Presidente do colegiado, José Carlos Araújo, afirma que percebeu ‘jogo de cartas marcadas’ para favorecer o deputado afastado

Por: Daiene Cardoso / Elizabeth Lopes / Igor Gadelha

 

Integrantes do Conselho de Ética reagiram ontem, 08, contra as ações do Palácio do Planalto sobre o PRB para pressionar a deputada Tia Eron (PRB-BA) a votar contra o pedido de cassação do deputado afastado Eduardo Cunha (PMDB-RJ).

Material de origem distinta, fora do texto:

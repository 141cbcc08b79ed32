//! AI 模型登记与评估记录接口（AI 治理扩展）。

use axum::extract::{Extension, Path, Query, State};
use axum::http::StatusCode;
use axum::response::IntoResponse;
use axum::Json;
use chrono::{DateTime, Utc};
use oxgrc_common::types::{AiAssessment, AiModel, ModelRiskLevel, ModelStatus};
use serde::Deserialize;
use utoipa::{IntoParams, ToSchema};
use utoipa_axum::{router::OpenApiRouter, routes};

use crate::api::pagination::{deserialize_optional_u64, PaginationParams};
use crate::api::{
    error_response, record_audit, storage_error_response, success_paginated_response,
    success_response, ApiError,
};
use crate::auth::Claims;
use crate::logging::TraceId;
use crate::state::AppState;

#[derive(Debug, Deserialize, ToSchema)]
pub struct CreateAiModelRequest {
    pub name: String,
    #[serde(default)]
    pub description: String,
    #[serde(default)]
    pub owner: String,
    pub status: ModelStatus,
    pub risk_level: ModelRiskLevel,
    #[serde(default)]
    pub version: String,
}

#[derive(Debug, Deserialize, ToSchema)]
pub struct CreateAiAssessmentRequest {
    /// 被评估模型 ID
    pub ai_model_id: String,
    /// 评估人（缺省为当前登录用户）
    #[serde(default)]
    pub assessor: Option<String>,
    #[serde(default)]
    pub assessed_at: Option<DateTime<Utc>>,
    /// 评估结论
    pub result: String,
    #[serde(default)]
    pub notes: String,
}

#[derive(Debug, Deserialize, IntoParams)]
#[into_params(parameter_in = Query)]
pub struct AiAssessmentListParams {
    /// 按模型过滤
    #[serde(default)]
    pub ai_model_id: Option<String>,
    #[serde(default, deserialize_with = "deserialize_optional_u64")]
    pub limit: Option<u64>,
    #[serde(default, deserialize_with = "deserialize_optional_u64")]
    pub offset: Option<u64>,
}

/// AI 模型列表
#[utoipa::path(
    get,
    path = "/v1/ai-models",
    tag = "AiGovernance",
    security(("bearer_auth" = [])),
    params(PaginationParams),
    responses(
        (status = 200, description = "AI 模型列表", body = [AiModel])
    )
)]
async fn list_ai_models(
    Extension(trace_id): Extension<TraceId>,
    State(state): State<AppState>,
    Query(params): Query<PaginationParams>,
) -> impl IntoResponse {
    let (limit, offset) = (params.limit(), params.offset());
    match (
        state.store.list_ai_models(limit, offset),
        state.store.count_ai_models(),
    ) {
        (Ok(items), Ok(total)) => {
            success_paginated_response(StatusCode::OK, &trace_id, items, total, limit, offset)
        }
        (Err(e), _) | (_, Err(e)) => storage_error_response(&trace_id, "Failed to list AI models", &e),
    }
}

/// 登记 AI 模型
#[utoipa::path(
    post,
    path = "/v1/ai-models",
    tag = "AiGovernance",
    security(("bearer_auth" = [])),
    request_body = CreateAiModelRequest,
    responses(
        (status = 201, description = "创建成功", body = AiModel),
        (status = 400, description = "请求参数错误", body = ApiError)
    )
)]
async fn create_ai_model(
    Extension(trace_id): Extension<TraceId>,
    Extension(claims): Extension<Claims>,
    State(state): State<AppState>,
    Json(req): Json<CreateAiModelRequest>,
) -> impl IntoResponse {
    let now = Utc::now();
    let model = AiModel {
        id: oxgrc_common::id::next_id(),
        name: req.name,
        description: req.description,
        owner: req.owner,
        status: req.status,
        risk_level: req.risk_level,
        version: req.version,
        created_at: now,
        updated_at: now,
    };
    match state.store.insert_ai_model(&model) {
        Ok(created) => {
            record_audit(
                &state,
                &claims.username,
                "create",
                "ai_model",
                &format!("registered AI model '{}'", created.name),
            );
            success_response(StatusCode::CREATED, &trace_id, created)
        }
        Err(e) => storage_error_response(&trace_id, "Failed to create AI model", &e),
    }
}

/// AI 模型详情
#[utoipa::path(
    get,
    path = "/v1/ai-models/{id}",
    tag = "AiGovernance",
    security(("bearer_auth" = [])),
    params(("id" = String, Path, description = "AI 模型 ID")),
    responses(
        (status = 200, description = "AI 模型详情", body = AiModel),
        (status = 404, description = "AI 模型不存在", body = ApiError)
    )
)]
async fn get_ai_model(
    Extension(trace_id): Extension<TraceId>,
    State(state): State<AppState>,
    Path(id): Path<String>,
) -> impl IntoResponse {
    match state.store.get_ai_model(&id) {
        Ok(Some(m)) => success_response(StatusCode::OK, &trace_id, m),
        Ok(None) => error_response(
            StatusCode::NOT_FOUND,
            &trace_id,
            "not_found",
            "AI model not found",
        ),
        Err(e) => storage_error_response(&trace_id, "Failed to get AI model", &e),
    }
}

/// 评估记录列表
#[utoipa::path(
    get,
    path = "/v1/ai-assessments",
    tag = "AiGovernance",
    security(("bearer_auth" = [])),
    params(AiAssessmentListParams),
    responses(
        (status = 200, description = "评估记录列表", body = [AiAssessment])
    )
)]
async fn list_ai_assessments(
    Extension(trace_id): Extension<TraceId>,
    State(state): State<AppState>,
    Query(params): Query<AiAssessmentListParams>,
) -> impl IntoResponse {
    let page = PaginationParams {
        limit: params.limit,
        offset: params.offset,
    };
    let (limit, offset) = (page.limit(), page.offset());
    let filter = params.ai_model_id.as_deref();
    match (
        state.store.list_ai_assessments(filter, limit, offset),
        state.store.count_ai_assessments(filter),
    ) {
        (Ok(items), Ok(total)) => {
            success_paginated_response(StatusCode::OK, &trace_id, items, total, limit, offset)
        }
        (Err(e), _) | (_, Err(e)) => {
            storage_error_response(&trace_id, "Failed to list AI assessments", &e)
        }
    }
}

/// 记录模型评估
#[utoipa::path(
    post,
    path = "/v1/ai-assessments",
    tag = "AiGovernance",
    security(("bearer_auth" = [])),
    request_body = CreateAiAssessmentRequest,
    responses(
        (status = 201, description = "创建成功", body = AiAssessment),
        (status = 400, description = "请求参数错误", body = ApiError),
        (status = 404, description = "AI 模型不存在", body = ApiError)
    )
)]
async fn create_ai_assessment(
    Extension(trace_id): Extension<TraceId>,
    Extension(claims): Extension<Claims>,
    State(state): State<AppState>,
    Json(req): Json<CreateAiAssessmentRequest>,
) -> impl IntoResponse {
    match state.store.get_ai_model(&req.ai_model_id) {
        Ok(Some(_)) => {}
        Ok(None) => {
            return error_response(
                StatusCode::NOT_FOUND,
                &trace_id,
                "not_found",
                "AI model not found",
            );
        }
        Err(e) => return storage_error_response(&trace_id, "Failed to get AI model", &e),
    }

    let now = Utc::now();
    let assessment = AiAssessment {
        id: oxgrc_common::id::next_id(),
        ai_model_id: req.ai_model_id,
        assessor: req
            .assessor
            .filter(|a| !a.is_empty())
            .unwrap_or_else(|| claims.username.clone()),
        assessed_at: req.assessed_at.unwrap_or(now),
        result: req.result,
        notes: req.notes,
        created_at: now,
        updated_at: now,
    };
    match state.store.insert_ai_assessment(&assessment) {
        Ok(created) => {
            record_audit(
                &state,
                &claims.username,
                "create",
                "ai_assessment",
                &format!("assessed AI model {}", created.ai_model_id),
            );
            success_response(StatusCode::CREATED, &trace_id, created)
        }
        Err(e) => storage_error_response(&trace_id, "Failed to create AI assessment", &e),
    }
}

pub fn ai_model_routes() -> OpenApiRouter<AppState> {
    OpenApiRouter::new()
        .routes(routes!(list_ai_models, create_ai_model))
        .routes(routes!(get_ai_model))
        .routes(routes!(list_ai_assessments, create_ai_assessment))
}
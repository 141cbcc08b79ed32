use oxgrc_storage::StorageError;

/// Errors surfaced by domain operations.
#[derive(Debug, thiserror::Error)]
pub enum CoreError {
    /// A referenced entity id does not resolve.
    #[error("{entity} not found (id={id})")]
    NotFound { entity: &'static str, id: String },

    /// The request carried invalid data. No write occurred.
    #[error("validation failed: {0}")]
    Validation(String),

    /// The storage layer failed. Bubbles up to the caller as-is.
    #[error(transparent)]
    Storage(#[from] StorageError),
}

impl CoreError {
    pub fn is_not_found(&self) -> bool {
        match self {
            Self::NotFound { .. } => true,
            Self::Storage(e) => e.is_not_found(),
            _ => false,
        }
    }
}

pub type Result<T> = std::result::Result<T, CoreError>;
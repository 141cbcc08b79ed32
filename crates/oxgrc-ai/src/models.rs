use serde::{Deserialize, Serialize};

/// OpenAI 兼容的聊天请求格式
#[derive(Debug, Clone, Serialize)]
pub struct ChatRequest {
    pub model: String,
    pub messages: Vec<ChatMessage>,
    #[serde(skip_serializing_if = "Option::is_none")]
    pub temperature: Option<f32>,
    #[serde(skip_serializing_if = "Option::is_none")]
    pub max_tokens: Option<usize>,
}

/// 聊天消息
#[derive(Debug, Clone, Serialize, Deserialize)]
pub struct ChatMessage {
    pub role: String,
    pub content: String,
}

/// OpenAI 兼容的聊天响应格式
#[derive(Debug, Clone, Deserialize)]
pub struct ChatResponse {
    pub id: Option<String>,
    pub model: Option<String>,
    pub choices: Vec<ChatChoice>,
    pub usage: Option<Usage>,
}

/// 聊天选择项
#[derive(Debug, Clone, Deserialize)]
pub struct ChatChoice {
    pub index: usize,
    pub message: ChatMessage,
    pub finish_reason: Option<String>,
}

/// Token 使用统计
#[derive(Debug, Clone, Deserialize)]
pub struct Usage {
    pub prompt_tokens: usize,
    pub completion_tokens: usize,
    pub total_tokens: usize,
}

/// Gemini generateContent 请求格式
#[derive(Debug, Clone, Serialize)]
pub struct GeminiRequest {
    pub contents: Vec<GeminiContent>,
}

#[derive(Debug, Clone, Serialize, Deserialize)]
pub struct GeminiContent {
    pub parts: Vec<GeminiPart>,
}

#[derive(Debug, Clone, Serialize, Deserialize)]
pub struct GeminiPart {
    pub text: String,
}

/// Gemini generateContent 响应格式
#[derive(Debug, Clone, Deserialize)]
pub struct GeminiResponse {
    pub candidates: Vec<GeminiCandidate>,
}

#[derive(Debug, Clone, Deserialize)]
#[serde(rename_all = "camelCase")]
pub struct GeminiCandidate {
    pub content: GeminiContent,
    pub finish_reason: Option<String>,
}
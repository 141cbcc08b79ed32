//! 自动化测试连接器接口。配置内容透传存储，本服务不解释。

use axum::extract::{Extension, Path, Query, State};
use axum::http::StatusCode;
use axum::response::IntoResponse;
use axum::Json;
use chrono::Utc;
use oxgrc_common::types::Connector;
use serde::Deserialize;
use utoipa::ToSchema;
use utoipa_axum::{router::OpenApiRouter, routes};

use crate::api::pagination::PaginationParams;
use crate::api::{
    error_response, record_audit, storage_error_response, success_paginated_response,
    success_response, ApiError,
};
use crate::auth::Claims;
use crate::logging::TraceId;
use crate::state::AppState;

#[derive(Debug, Deserialize, ToSchema)]
pub struct CreateConnectorRequest {
    pub name: String,
    /// 连接器类型（aws / github / jira 等）
    pub connector_type: String,
    #[serde(default = "default_config")]
    pub config: serde_json::Value,
    #[serde(default = "default_enabled")]
    pub enabled: bool,
}

fn default_config() -> serde_json::Value {
    serde_json::json!({})
}

fn default_enabled() -> bool {
    true
}

/// 连接器列表
#[utoipa::path(
    get,
    path = "/v1/connectors",
    tag = "Connectors",
    security(("bearer_auth" = [])),
    params(PaginationParams),
    responses(
        (status = 200, description = "连接器列表", body = [Connector])
    )
)]
async fn list_connectors(
    Extension(trace_id): Extension<TraceId>,
    State(state): State<AppState>,
    Query(params): Query<PaginationParams>,
) -> impl IntoResponse {
    let (limit, offset) = (params.limit(), params.offset());
    match (
        state.store.list_connectors(limit, offset),
        state.store.count_connectors(),
    ) {
        (Ok(items), Ok(total)) => {
            success_paginated_response(StatusCode::OK, &trace_id, items, total, limit, offset)
        }
        (Err(e), _) | (_, Err(e)) => {
            storage_error_response(&trace_id, "Failed to list connectors", &e)
        }
    }
}

/// 创建连接器
#[utoipa::path(
    post,
    path = "/v1/connectors",
    tag = "Connectors",
    security(("bearer_auth" = [])),
    request_body = CreateConnectorRequest,
    responses(
        (status = 201, description = "创建成功", body = Connector),
        (status = 400, description = "请求参数错误", body = ApiError)
    )
)]
async fn create_connector(
    Extension(trace_id): Extension<TraceId>,
    Extension(claims): Extension<Claims>,
    State(state): State<AppState>,
    Json(req): Json<CreateConnectorRequest>,
) -> impl IntoResponse {
    let now = Utc::now();
    let connector = Connector {
        id: oxgrc_common::id::next_id(),
        name: req.name,
        connector_type: req.connector_type,
        config: req.config,
        enabled: req.enabled,
        created_at: now,
        updated_at: now,
    };
    match state.store.insert_connector(&connector) {
        Ok(created) => {
            record_audit(
                &state,
                &claims.username,
                "create",
                "connector",
                &format!("created {} connector '{}'", created.connector_type, created.name),
            );
            success_response(StatusCode::CREATED, &trace_id, created)
        }
        Err(e) => storage_error_response(&trace_id, "Failed to create connector", &e),
    }
}

/// 连接器详情
#[utoipa::path(
    get,
    path = "/v1/connectors/{id}",
    tag = "Connectors",
    security(("bearer_auth" = [])),
    params(("id" = String, Path, description = "连接器 ID")),
    responses(
        (status = 200, description = "连接器详情", body = Connector),
        (status = 404, description = "连接器不存在", body = ApiError)
    )
)]
async fn get_connector(
    Extension(trace_id): Extension<TraceId>,
    State(state): State<AppState>,
    Path(id): Path<String>,
) -> impl IntoResponse {
    match state.store.get_connector(&id) {
        Ok(Some(c)) => success_response(StatusCode::OK, &trace_id, c),
        Ok(None) => error_response(
            StatusCode::NOT_FOUND,
            &trace_id,
            "not_found",
            "connector not found",
        ),
        Err(e) => storage_error_response(&trace_id, "Failed to get connector", &e),
    }
}

pub fn connector_routes() -> OpenApiRouter<AppState> {
    OpenApiRouter::new()
        .routes(routes!(list_connectors, create_connector))
        .routes(routes!(get_connector))
}
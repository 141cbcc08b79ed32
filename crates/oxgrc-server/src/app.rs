use crate::state::AppState;
use crate::{api, auth, logging};
use axum::middleware;
use axum::Router;
use tower_http::cors::{Any, CorsLayer};
use utoipa::OpenApi;
use utoipa_swagger_ui::SwaggerUi;

#[derive(OpenApi)]
#[openapi(
    info(
        title = "oxgrc API",
        description = "oxgrc 统一控制映射与合规聚合 REST API",
    ),
    tags(
        (name = "Health", description = "服务健康检查"),
        (name = "Auth", description = "认证鉴权"),
        (name = "Frameworks", description = "合规框架与框架控制项"),
        (name = "UnifiedControls", description = "统一控制（CCF）与映射"),
        (name = "Policies", description = "内部制度"),
        (name = "ControlTests", description = "控制测试"),
        (name = "Evidence", description = "证据管理"),
        (name = "Issues", description = "整改问题"),
        (name = "Risks", description = "风险管理"),
        (name = "Kris", description = "关键风险指标"),
        (name = "Kcis", description = "关键控制指标"),
        (name = "AiGovernance", description = "AI 模型治理"),
        (name = "Connectors", description = "自动化测试连接器"),
        (name = "AuditLogs", description = "审计日志"),
        (name = "Dashboard", description = "合规仪表盘"),
        (name = "Ai", description = "AI 辅助分析"),
        (name = "Admin", description = "系统管理")
    ),
    modifiers(&SecurityAddon)
)]
struct ApiDoc;

struct SecurityAddon;

impl utoipa::Modify for SecurityAddon {
    fn modify(&self, openapi: &mut utoipa::openapi::OpenApi) {
        let components = openapi.components.get_or_insert_with(Default::default);
        components.add_security_scheme(
            "bearer_auth",
            utoipa::openapi::security::SecurityScheme::Http(utoipa::openapi::security::Http::new(
                utoipa::openapi::security::HttpAuthScheme::Bearer,
            )),
        );
    }
}

pub fn build_http_app(state: AppState) -> Router {
    let (public_router, public_spec) = api::public_routes().split_for_parts();
    let (login_router, login_spec) = api::auth_routes().split_for_parts();
    let (protected_router, protected_spec) = api::protected_routes().split_for_parts();

    let mut merged_spec = ApiDoc::openapi();
    merged_spec.merge(public_spec);
    merged_spec.merge(login_spec);
    merged_spec.merge(protected_spec);

    let cors = CorsLayer::new()
        .allow_origin(Any)
        .allow_methods(Any)
        .allow_headers(Any);

    public_router
        .merge(login_router)
        .merge(protected_router.layer(middleware::from_fn_with_state(
            state.clone(),
            auth::jwt_auth_middleware,
        )))
        .with_state(state)
        .merge(SwaggerUi::new("/docs").url("/v1/openapi.json", merged_spec))
        .layer(cors)
        .layer(middleware::from_fn(logging::request_logging))
}
pub mod analyzer;
pub mod models;
pub mod prompt;
pub mod providers;

pub use analyzer::{AnalysisOutcome, AnalysisRequest, NarrativeService, TextGenerator};
pub use providers::gemini::GeminiProvider;
pub use providers::openai::OpenAiProvider;
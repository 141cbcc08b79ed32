/// Errors that can occur within the storage layer.
///
/// # Examples
///
/// ```rust
/// use oxgrc_storage::error::StorageError;
///
/// let err = StorageError::NotFound {
///     entity: "unified_control",
///     id: "ctrl-99".to_string(),
/// };
/// assert!(err.to_string().contains("unified_control"));
/// ```
#[derive(Debug, thiserror::Error)]
pub enum StorageError {
    /// A required record was not found in the database.
    #[error("Storage: {entity} not found (id={id})")]
    NotFound { entity: &'static str, id: String },

    /// A create or update request carried invalid data. No write occurred.
    #[error("Storage: validation failed: {0}")]
    Validation(String),

    /// An insert operation did not return the newly created row, which should be
    /// unreachable under normal conditions.
    #[error("Storage: insert of {entity} succeeded but the row could not be read back")]
    InsertReadback { entity: &'static str },

    /// An underlying SQLite error.
    #[error("Storage: SQLite error: {0}")]
    Sqlite(#[from] rusqlite::Error),

    /// JSON serialization or deserialization failure (e.g. list/config columns).
    #[error("Storage: JSON error: {0}")]
    Json(#[from] serde_json::Error),

    /// Generic storage error for cases not covered by other variants.
    #[error("Storage: {0}")]
    Other(String),
}

impl StorageError {
    /// True when the error should map to a 404 at the API boundary.
    pub fn is_not_found(&self) -> bool {
        matches!(self, Self::NotFound { .. })
    }
}

/// Convenience `Result` alias for storage operations.
pub type Result<T> = std::result::Result<T, StorageError>;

Em entrevista à Rádio Estadão, o presidente do colegiado, José Carlos Araújo (PR-BA), disse que adiou a sessão de votação do parecer do relator Marcos Rogério (DEM-RO) quando percebeu que havia um “jogo de cartas marcadas” para favorecer Cunha. “O problema não é a vitória ou a derrota (de Cunha nessa votação), eu estou dirigindo o conselho para votar, agora o que não é certo é ter um jogo de cartas marcadas. Senti naquele momento que o governo entrou no jogo e decidia a favor de Eduardo Cunha”, afirmou Araújo.

O deputado disse que o adiamento é previsto no Regimento Interno e classificou sua atitude de “manobra do bem”. Ele espera que Tia Eron, voto decisivo para definir o futuro político de Cunha na Casa, reflita e vote na sessão remarcada para a próxima terça-feira. “Que Tia Eron repense e o próprio governo (Michel Temer) também repense porque este não é um assunto de governo, é assunto da Câmara dos Deputados, um problema de ética e decoro, o governo não tem que se envolver”.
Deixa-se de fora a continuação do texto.